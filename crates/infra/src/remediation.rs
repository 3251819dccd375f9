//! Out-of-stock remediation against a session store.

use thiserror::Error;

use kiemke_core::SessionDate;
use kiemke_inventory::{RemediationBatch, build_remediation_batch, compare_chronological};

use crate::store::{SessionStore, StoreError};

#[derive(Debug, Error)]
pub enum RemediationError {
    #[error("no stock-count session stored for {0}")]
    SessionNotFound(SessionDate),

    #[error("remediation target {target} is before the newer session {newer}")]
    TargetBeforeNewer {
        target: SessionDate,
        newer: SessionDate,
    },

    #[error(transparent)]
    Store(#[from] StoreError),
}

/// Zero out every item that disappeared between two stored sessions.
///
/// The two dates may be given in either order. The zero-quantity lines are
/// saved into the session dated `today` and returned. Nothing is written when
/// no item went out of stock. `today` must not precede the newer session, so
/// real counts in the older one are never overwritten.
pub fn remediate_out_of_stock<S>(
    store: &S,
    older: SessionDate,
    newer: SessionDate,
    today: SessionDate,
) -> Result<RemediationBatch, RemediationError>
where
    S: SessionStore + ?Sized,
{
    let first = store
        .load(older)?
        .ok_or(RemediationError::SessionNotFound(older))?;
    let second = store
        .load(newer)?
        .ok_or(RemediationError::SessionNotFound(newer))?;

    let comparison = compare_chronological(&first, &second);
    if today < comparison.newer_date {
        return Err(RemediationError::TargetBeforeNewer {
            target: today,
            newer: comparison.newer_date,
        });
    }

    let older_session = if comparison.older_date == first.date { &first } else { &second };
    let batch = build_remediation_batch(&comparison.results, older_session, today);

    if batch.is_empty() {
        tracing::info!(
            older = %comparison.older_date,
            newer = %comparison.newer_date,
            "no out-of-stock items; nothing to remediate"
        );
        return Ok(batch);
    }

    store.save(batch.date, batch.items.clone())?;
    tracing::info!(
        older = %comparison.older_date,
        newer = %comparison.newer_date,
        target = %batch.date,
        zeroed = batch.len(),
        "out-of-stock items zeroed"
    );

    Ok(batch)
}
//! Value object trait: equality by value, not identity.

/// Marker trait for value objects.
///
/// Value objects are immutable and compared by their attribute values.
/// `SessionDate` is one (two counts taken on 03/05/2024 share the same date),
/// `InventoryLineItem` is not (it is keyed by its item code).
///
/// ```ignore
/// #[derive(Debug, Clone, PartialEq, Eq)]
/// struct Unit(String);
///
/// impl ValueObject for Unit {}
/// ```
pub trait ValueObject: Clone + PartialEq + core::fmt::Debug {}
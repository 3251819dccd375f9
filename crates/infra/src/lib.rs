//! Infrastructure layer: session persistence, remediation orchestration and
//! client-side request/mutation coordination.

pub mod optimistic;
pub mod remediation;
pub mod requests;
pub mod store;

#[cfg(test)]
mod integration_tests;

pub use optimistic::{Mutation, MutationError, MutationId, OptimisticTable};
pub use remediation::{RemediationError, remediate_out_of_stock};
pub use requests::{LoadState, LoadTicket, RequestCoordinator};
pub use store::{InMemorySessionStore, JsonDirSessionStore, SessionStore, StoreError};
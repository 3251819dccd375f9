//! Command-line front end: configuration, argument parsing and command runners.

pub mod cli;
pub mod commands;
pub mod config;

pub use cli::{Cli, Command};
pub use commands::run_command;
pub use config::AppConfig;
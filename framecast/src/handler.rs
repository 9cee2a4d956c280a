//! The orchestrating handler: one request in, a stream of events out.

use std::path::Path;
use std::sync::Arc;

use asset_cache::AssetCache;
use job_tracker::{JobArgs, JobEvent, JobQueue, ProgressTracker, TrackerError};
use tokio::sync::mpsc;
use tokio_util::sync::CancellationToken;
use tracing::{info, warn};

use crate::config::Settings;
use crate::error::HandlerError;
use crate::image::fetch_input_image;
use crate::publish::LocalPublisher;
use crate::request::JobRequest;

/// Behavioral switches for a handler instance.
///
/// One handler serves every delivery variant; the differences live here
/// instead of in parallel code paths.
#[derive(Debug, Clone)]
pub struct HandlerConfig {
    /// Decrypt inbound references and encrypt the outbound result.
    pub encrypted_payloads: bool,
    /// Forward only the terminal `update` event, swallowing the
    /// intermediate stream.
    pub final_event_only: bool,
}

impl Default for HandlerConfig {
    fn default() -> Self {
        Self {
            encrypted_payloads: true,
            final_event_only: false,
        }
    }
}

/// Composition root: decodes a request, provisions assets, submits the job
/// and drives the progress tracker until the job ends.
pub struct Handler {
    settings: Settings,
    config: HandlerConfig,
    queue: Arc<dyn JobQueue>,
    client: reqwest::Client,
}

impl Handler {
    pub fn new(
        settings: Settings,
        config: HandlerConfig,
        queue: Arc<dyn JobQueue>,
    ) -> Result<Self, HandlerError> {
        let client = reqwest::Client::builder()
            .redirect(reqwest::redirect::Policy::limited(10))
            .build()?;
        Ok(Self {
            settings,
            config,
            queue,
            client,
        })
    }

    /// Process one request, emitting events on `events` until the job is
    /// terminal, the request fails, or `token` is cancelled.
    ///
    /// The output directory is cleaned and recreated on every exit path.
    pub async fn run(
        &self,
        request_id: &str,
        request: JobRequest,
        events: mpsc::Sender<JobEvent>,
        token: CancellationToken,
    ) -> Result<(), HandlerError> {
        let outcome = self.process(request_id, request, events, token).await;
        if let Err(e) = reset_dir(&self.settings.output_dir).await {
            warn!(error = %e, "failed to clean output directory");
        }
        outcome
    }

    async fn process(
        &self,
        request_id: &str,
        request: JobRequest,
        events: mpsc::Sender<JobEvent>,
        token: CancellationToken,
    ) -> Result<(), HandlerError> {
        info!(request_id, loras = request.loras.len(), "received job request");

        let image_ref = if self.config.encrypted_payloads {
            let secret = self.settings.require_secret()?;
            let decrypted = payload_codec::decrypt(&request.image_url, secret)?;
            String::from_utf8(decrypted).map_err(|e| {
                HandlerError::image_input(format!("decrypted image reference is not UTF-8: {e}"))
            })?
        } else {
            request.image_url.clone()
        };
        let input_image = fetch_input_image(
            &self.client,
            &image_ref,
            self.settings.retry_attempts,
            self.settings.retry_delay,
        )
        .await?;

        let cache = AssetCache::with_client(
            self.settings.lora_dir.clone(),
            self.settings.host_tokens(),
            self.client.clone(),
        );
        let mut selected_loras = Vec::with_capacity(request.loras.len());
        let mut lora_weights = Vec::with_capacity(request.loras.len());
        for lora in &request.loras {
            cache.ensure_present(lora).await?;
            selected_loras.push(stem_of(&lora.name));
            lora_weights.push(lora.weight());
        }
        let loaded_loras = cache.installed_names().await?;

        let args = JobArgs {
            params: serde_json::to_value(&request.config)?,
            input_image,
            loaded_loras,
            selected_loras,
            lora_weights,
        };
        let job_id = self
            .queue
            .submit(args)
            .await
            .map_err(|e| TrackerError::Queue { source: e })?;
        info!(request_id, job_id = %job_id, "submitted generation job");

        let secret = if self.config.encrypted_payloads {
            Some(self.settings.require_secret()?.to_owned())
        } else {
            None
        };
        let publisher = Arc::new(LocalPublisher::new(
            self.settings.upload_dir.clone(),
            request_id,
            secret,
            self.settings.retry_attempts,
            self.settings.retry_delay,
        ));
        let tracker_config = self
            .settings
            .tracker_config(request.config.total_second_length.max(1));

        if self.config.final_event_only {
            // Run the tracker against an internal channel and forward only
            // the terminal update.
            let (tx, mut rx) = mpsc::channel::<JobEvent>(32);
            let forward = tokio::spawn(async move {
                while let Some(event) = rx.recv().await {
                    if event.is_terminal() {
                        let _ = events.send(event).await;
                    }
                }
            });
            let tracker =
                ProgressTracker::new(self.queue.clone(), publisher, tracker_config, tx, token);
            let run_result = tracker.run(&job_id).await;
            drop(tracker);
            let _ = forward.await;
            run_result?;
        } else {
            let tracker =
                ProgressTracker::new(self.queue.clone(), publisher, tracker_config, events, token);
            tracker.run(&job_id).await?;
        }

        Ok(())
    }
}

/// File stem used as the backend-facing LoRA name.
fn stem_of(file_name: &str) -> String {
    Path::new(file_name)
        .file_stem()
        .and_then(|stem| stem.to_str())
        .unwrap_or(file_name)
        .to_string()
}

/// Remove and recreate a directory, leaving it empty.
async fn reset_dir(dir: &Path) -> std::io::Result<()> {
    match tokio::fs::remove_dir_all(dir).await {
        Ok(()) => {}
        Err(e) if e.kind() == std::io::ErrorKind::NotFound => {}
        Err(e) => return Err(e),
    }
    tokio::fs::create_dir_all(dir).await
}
•••
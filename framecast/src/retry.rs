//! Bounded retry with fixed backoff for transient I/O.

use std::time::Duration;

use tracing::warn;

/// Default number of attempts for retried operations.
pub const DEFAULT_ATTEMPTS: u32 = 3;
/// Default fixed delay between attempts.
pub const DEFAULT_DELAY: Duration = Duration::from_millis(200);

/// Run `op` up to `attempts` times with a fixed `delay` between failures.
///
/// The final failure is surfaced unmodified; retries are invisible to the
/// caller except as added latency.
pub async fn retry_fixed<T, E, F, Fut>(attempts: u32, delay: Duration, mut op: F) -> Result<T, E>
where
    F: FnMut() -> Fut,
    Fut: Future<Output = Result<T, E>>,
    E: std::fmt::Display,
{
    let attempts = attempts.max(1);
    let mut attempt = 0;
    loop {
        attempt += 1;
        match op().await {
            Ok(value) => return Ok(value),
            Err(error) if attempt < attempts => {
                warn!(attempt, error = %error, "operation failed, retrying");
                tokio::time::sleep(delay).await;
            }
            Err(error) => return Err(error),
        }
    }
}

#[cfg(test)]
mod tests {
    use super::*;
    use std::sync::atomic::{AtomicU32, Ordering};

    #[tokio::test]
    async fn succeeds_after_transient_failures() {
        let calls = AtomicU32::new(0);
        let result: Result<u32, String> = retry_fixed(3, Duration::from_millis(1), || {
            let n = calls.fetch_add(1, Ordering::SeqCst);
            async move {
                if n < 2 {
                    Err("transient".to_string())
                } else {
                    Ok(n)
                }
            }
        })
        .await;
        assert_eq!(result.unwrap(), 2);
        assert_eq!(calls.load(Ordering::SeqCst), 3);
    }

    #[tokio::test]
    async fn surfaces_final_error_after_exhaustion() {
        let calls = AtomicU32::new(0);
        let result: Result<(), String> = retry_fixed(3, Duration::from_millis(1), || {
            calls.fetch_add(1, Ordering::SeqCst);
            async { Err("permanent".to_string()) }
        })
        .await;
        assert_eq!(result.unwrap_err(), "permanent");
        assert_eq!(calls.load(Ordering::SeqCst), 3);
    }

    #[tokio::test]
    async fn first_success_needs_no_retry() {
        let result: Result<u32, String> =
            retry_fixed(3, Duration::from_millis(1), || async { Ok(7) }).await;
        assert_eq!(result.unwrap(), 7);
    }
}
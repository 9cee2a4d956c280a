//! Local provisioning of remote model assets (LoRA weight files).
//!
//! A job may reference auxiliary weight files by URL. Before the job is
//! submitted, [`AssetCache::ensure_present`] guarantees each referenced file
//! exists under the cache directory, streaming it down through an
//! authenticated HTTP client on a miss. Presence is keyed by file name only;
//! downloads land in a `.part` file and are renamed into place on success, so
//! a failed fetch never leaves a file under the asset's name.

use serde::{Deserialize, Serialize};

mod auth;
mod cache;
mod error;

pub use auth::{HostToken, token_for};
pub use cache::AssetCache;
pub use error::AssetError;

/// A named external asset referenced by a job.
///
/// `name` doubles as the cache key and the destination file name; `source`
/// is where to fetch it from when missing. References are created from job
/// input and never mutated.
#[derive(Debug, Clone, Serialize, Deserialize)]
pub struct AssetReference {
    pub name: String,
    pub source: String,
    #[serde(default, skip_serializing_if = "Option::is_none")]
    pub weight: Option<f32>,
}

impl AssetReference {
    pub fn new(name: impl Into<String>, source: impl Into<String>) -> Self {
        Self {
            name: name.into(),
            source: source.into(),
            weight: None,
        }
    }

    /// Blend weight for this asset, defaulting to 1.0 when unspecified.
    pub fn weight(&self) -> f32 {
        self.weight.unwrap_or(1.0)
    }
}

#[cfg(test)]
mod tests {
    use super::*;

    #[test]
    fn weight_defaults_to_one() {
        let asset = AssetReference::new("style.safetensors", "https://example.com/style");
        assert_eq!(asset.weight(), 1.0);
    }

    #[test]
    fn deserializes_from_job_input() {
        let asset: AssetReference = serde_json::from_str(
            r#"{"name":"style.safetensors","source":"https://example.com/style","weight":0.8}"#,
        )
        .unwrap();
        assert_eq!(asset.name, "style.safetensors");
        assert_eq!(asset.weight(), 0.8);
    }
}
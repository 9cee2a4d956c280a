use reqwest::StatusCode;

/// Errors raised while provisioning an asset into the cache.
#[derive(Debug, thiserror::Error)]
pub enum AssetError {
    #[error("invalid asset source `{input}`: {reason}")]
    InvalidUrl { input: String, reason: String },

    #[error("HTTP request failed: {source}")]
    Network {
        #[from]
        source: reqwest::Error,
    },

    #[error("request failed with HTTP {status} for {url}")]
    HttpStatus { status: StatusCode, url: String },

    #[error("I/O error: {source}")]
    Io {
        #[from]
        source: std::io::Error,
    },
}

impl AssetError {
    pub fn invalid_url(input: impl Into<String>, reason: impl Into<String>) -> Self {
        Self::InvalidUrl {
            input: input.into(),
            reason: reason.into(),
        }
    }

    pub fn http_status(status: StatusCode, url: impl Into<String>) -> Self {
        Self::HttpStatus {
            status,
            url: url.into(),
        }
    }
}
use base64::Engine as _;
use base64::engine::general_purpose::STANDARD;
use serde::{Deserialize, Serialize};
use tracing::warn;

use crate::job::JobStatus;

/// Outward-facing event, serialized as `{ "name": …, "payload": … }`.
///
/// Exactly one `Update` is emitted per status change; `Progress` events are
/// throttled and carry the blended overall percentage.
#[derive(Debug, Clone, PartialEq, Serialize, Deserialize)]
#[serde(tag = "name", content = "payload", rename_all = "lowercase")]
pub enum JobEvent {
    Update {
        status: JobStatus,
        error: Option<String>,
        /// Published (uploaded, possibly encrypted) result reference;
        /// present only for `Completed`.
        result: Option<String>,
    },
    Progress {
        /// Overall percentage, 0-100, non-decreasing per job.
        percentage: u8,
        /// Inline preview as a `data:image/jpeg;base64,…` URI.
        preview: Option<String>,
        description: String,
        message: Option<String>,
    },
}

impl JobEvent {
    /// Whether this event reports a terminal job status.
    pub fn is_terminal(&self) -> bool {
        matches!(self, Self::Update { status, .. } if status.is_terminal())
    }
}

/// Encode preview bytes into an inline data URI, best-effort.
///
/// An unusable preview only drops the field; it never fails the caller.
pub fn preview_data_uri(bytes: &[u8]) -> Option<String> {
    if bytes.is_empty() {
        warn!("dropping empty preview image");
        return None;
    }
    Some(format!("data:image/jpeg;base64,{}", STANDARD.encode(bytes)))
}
•••
Send back an exact copy of only the lines from the line with "-> Result<RemediationBatch, RemediationError>" up to and including the line with "let older_session = if" in the data above.

» **EXERCISE ANSWER**
) -> Result<RemediationBatch, RemediationError>
where
    S: SessionStore + ?Sized,
{
    let first = store
        .load(older)?
        .ok_or(RemediationError::SessionNotFound(older))?;
    let second = store
        .load(newer)?
        .ok_or(RemediationError::SessionNotFound(newer))?;

    let comparison = compare_chronological(&first, &second);
    if today < comparison.newer_date {
        return Err(RemediationError::TargetBeforeNewer {
            target: today,
            newer: comparison.newer_date,
        });
    }

    let older_session = if comparison.older_date == first.date { &first } else { &second };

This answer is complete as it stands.